WORK REQUIRED ->
Could you filter the records below and keep only the lines with the word "exceeds"?

DATA SUPPLIED ->

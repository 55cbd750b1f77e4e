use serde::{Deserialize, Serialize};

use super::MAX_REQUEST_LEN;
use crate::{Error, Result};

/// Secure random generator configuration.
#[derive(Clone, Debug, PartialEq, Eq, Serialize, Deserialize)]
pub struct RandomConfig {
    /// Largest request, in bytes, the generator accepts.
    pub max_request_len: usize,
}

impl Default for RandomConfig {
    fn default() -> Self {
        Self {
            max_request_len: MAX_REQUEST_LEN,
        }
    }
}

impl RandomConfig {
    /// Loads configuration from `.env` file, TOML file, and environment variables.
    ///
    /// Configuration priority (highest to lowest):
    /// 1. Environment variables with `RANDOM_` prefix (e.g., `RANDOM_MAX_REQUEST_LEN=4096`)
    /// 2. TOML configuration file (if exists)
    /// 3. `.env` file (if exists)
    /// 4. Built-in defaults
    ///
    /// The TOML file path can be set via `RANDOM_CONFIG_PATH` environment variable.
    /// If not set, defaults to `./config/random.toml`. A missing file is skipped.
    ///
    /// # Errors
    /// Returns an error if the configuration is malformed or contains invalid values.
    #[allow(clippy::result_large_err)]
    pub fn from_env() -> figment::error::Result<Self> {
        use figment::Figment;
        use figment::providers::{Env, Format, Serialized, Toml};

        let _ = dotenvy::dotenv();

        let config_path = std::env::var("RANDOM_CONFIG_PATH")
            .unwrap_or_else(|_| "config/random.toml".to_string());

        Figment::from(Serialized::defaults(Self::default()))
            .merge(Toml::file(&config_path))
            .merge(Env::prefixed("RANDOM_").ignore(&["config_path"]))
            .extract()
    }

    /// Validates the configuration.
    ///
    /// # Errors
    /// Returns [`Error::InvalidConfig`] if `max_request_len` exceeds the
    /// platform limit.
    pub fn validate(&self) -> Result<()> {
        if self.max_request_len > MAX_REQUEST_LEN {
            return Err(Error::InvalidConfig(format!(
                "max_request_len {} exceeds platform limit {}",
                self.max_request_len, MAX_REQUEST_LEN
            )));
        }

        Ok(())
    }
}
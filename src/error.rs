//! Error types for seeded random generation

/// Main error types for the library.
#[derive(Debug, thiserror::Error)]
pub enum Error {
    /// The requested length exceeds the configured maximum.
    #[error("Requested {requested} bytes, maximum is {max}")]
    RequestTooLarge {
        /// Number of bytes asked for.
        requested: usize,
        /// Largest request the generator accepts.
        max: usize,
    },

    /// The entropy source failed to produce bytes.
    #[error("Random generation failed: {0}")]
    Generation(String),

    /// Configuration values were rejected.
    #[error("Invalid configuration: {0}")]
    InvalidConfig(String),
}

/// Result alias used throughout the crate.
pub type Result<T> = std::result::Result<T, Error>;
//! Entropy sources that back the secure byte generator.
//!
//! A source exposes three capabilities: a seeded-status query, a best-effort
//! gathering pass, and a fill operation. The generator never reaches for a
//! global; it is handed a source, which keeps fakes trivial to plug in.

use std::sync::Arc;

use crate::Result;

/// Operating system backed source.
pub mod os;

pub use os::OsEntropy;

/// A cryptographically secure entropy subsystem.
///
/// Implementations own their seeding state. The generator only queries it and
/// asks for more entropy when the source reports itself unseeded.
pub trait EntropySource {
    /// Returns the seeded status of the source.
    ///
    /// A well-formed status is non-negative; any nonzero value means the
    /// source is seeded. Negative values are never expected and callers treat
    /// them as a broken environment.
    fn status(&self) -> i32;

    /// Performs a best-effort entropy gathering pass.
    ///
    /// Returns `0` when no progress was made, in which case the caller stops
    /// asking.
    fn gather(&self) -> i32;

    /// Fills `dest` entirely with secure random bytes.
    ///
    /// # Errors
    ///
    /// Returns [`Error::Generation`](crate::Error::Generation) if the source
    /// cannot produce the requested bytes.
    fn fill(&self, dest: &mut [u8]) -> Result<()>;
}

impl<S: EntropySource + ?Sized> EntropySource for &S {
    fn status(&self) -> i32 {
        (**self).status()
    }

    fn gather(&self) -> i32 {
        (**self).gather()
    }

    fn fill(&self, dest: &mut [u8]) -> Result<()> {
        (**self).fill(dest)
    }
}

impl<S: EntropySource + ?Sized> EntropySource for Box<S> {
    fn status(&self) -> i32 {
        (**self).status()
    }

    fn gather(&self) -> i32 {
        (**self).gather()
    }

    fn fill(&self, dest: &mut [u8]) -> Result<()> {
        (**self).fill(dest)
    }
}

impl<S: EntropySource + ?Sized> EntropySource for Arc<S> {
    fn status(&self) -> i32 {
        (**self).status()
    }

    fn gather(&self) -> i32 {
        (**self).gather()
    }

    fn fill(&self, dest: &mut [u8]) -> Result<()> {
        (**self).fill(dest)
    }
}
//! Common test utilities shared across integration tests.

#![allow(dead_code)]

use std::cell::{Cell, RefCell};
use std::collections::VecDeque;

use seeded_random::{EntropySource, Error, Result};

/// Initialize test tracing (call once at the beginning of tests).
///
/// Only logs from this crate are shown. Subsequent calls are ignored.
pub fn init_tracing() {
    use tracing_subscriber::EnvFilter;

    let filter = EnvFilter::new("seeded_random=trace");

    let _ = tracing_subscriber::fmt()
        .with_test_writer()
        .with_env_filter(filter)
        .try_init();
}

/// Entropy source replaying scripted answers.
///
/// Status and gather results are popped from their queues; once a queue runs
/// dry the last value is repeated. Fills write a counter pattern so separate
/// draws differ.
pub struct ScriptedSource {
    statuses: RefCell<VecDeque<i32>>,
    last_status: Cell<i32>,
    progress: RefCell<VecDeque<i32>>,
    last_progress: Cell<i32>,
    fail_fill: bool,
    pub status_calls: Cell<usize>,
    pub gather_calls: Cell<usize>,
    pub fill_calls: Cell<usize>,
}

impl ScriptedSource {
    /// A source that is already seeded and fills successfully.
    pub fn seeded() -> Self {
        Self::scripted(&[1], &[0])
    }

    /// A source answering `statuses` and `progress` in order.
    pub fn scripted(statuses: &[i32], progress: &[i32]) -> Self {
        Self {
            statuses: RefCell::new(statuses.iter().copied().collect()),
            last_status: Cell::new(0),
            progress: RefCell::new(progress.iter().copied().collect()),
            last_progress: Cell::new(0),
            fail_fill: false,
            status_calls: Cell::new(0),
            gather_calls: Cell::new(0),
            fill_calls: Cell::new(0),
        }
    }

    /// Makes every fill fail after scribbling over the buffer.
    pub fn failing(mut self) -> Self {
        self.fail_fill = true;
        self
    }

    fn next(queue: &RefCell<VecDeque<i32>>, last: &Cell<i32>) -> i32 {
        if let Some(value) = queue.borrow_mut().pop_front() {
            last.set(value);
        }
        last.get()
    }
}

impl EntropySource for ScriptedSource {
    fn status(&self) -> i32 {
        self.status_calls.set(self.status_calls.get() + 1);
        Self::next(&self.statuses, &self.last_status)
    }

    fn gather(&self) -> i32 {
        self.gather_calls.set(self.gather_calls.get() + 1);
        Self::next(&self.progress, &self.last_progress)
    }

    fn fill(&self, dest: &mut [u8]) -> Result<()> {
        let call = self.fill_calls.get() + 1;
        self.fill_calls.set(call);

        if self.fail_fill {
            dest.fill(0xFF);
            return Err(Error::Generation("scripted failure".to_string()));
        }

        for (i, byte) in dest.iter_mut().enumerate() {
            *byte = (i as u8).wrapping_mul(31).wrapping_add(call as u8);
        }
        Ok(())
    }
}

--

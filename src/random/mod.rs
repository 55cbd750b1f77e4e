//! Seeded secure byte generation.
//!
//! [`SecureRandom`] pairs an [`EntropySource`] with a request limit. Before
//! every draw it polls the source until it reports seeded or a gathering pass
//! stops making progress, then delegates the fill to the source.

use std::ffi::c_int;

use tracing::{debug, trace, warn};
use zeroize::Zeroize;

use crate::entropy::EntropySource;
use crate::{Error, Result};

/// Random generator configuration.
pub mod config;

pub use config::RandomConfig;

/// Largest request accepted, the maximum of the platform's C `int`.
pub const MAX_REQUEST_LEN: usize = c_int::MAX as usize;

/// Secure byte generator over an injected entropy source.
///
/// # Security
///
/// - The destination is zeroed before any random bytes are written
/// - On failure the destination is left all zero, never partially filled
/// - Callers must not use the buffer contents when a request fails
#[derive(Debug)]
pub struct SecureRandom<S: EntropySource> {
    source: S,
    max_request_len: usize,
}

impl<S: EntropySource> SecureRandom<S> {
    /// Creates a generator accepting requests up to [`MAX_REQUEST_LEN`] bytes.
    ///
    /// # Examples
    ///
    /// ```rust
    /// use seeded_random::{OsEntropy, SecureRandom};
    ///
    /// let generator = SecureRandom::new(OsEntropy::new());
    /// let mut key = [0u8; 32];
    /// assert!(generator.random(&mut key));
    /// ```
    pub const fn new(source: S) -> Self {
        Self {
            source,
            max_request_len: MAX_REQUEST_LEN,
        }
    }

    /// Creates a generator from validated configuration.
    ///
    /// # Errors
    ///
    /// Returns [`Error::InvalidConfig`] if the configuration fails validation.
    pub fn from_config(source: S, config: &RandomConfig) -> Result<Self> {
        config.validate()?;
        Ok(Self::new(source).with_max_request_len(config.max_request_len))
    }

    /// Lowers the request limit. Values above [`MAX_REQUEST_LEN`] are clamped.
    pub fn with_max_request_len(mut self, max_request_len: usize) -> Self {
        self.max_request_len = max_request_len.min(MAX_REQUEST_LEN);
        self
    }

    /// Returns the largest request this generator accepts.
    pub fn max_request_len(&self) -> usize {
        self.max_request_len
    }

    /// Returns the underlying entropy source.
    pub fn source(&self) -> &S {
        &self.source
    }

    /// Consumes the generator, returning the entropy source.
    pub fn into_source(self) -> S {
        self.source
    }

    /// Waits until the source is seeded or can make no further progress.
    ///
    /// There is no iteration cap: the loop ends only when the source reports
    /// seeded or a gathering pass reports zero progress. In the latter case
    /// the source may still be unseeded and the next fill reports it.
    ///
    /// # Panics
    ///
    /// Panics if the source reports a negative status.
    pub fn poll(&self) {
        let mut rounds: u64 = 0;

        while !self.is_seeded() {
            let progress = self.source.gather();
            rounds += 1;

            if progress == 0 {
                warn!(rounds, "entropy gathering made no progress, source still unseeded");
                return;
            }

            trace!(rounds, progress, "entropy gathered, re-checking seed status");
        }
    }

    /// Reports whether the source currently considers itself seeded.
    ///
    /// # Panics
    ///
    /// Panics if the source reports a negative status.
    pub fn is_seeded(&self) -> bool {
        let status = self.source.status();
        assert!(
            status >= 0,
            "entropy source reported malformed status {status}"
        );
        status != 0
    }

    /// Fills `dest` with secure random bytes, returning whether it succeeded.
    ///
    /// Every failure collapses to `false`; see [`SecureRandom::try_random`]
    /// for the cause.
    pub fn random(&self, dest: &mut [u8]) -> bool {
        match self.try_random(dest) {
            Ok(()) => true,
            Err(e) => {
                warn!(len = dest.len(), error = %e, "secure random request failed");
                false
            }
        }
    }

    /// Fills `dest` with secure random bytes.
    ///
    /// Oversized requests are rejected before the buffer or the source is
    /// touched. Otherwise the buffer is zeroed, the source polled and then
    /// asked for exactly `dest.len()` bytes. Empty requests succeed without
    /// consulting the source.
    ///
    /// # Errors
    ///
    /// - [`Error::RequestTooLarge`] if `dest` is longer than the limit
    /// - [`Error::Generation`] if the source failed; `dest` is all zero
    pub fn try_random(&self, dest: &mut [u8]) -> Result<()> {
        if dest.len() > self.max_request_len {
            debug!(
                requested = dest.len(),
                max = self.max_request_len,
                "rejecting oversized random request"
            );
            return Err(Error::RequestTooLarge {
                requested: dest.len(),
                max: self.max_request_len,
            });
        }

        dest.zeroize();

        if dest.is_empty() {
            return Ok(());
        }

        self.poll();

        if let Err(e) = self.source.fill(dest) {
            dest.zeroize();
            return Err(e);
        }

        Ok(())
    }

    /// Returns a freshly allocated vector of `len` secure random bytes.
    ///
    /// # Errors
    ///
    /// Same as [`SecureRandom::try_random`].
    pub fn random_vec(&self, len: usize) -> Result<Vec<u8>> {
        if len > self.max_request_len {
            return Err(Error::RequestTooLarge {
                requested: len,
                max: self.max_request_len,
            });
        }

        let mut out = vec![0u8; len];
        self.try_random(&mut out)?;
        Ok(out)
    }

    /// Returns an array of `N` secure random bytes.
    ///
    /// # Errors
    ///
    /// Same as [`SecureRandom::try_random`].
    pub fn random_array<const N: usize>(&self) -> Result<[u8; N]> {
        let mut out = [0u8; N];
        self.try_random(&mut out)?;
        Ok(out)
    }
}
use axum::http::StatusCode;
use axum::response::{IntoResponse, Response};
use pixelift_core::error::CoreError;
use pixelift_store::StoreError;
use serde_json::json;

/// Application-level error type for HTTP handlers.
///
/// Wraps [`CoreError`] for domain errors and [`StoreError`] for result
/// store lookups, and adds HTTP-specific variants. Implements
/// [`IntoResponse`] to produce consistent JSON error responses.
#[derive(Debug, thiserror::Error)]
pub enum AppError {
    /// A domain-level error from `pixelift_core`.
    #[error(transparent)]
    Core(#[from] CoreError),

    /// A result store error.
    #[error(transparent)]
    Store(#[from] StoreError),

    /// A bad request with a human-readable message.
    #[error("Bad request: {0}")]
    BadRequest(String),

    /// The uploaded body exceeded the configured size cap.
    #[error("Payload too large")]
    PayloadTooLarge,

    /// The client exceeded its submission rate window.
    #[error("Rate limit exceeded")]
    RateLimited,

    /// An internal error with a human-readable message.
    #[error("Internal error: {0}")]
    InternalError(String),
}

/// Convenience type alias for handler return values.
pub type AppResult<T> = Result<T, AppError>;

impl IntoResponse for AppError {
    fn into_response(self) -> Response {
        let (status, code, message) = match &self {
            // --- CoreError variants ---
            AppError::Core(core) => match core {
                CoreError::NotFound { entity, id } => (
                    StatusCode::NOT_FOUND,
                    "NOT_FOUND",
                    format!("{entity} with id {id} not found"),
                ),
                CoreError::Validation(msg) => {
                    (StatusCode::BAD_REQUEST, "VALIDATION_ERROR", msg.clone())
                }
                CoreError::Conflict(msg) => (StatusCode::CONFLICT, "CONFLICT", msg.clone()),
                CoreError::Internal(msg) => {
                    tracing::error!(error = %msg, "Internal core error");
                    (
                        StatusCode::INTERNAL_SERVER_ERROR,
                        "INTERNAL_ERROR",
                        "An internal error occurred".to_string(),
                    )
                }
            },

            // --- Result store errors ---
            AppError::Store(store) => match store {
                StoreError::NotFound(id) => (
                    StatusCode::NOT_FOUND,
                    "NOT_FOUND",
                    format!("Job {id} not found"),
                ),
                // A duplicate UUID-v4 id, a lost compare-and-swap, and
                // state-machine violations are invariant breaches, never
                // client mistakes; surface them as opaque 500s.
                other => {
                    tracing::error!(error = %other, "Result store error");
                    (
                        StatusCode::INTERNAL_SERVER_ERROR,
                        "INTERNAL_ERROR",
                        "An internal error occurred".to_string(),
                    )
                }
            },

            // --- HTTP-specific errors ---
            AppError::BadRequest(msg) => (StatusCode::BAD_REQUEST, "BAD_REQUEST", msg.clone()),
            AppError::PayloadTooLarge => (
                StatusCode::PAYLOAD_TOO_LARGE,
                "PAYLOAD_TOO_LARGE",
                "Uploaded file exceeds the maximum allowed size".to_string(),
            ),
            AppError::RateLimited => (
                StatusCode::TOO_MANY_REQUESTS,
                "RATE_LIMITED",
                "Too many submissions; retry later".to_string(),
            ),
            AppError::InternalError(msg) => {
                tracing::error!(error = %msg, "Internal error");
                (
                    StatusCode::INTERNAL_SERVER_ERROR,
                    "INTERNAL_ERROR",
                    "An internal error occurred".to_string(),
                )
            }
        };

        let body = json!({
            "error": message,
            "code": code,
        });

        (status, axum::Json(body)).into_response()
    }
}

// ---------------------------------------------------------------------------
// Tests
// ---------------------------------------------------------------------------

...

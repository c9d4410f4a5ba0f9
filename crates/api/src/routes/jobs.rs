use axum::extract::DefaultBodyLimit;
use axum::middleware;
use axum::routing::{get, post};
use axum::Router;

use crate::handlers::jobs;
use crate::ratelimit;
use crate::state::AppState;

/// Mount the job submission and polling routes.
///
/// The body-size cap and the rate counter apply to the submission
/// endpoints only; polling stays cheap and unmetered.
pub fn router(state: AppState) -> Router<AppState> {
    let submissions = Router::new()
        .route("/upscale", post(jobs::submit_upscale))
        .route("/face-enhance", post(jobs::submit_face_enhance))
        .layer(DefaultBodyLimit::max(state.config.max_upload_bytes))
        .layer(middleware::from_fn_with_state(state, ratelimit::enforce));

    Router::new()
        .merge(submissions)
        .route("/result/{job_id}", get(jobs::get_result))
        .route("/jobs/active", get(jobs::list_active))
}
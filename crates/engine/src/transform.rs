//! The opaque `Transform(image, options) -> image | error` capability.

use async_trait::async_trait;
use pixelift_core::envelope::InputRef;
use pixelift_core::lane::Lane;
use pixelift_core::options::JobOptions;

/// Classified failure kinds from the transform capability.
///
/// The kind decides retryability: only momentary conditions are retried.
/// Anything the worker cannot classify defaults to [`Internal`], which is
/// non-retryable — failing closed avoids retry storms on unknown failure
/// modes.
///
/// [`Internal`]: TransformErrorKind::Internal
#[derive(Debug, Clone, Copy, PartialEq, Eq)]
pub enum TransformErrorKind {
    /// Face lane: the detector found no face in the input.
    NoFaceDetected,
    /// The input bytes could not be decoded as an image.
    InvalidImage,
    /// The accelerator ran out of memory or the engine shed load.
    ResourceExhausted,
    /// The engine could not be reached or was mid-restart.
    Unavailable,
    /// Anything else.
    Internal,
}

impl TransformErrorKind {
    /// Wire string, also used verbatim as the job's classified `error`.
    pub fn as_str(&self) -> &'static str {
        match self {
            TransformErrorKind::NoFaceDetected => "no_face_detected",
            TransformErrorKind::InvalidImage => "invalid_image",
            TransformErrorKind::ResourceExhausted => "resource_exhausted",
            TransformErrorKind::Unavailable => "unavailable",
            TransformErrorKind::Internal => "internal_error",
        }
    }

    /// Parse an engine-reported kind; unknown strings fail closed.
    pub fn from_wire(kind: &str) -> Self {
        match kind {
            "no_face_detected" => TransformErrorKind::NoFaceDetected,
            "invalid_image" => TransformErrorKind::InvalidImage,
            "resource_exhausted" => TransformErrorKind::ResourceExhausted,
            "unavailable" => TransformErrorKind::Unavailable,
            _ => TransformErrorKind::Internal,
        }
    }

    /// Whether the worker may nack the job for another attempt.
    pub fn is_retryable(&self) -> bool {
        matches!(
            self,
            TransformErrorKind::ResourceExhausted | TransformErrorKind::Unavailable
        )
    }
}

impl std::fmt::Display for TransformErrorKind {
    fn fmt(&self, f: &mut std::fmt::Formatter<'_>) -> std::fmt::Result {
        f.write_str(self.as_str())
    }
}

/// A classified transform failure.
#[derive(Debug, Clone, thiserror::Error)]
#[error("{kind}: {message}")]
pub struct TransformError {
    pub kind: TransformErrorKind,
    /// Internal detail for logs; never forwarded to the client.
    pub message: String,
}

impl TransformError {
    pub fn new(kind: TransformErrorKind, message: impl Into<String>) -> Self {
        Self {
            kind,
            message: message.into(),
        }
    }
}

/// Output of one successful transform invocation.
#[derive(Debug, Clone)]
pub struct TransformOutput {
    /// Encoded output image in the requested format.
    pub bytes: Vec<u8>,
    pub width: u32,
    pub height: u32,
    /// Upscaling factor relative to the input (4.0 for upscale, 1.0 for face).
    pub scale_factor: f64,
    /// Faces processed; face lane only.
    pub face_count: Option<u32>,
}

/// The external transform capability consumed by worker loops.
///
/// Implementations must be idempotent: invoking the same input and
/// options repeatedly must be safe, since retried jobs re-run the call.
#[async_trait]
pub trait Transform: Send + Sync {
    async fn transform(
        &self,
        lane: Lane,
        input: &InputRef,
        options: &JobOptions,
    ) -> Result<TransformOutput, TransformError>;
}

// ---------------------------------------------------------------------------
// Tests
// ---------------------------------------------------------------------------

EXERCISE SOLUTION ->
    /// Returns [`Error::InvalidConfig`] if `max_request_len` exceeds the
                "max_request_len {} exceeds platform limit {}",
    /// The requested length exceeds the configured maximum.
                "Uploaded file exceeds the maximum allowed size".to_string(),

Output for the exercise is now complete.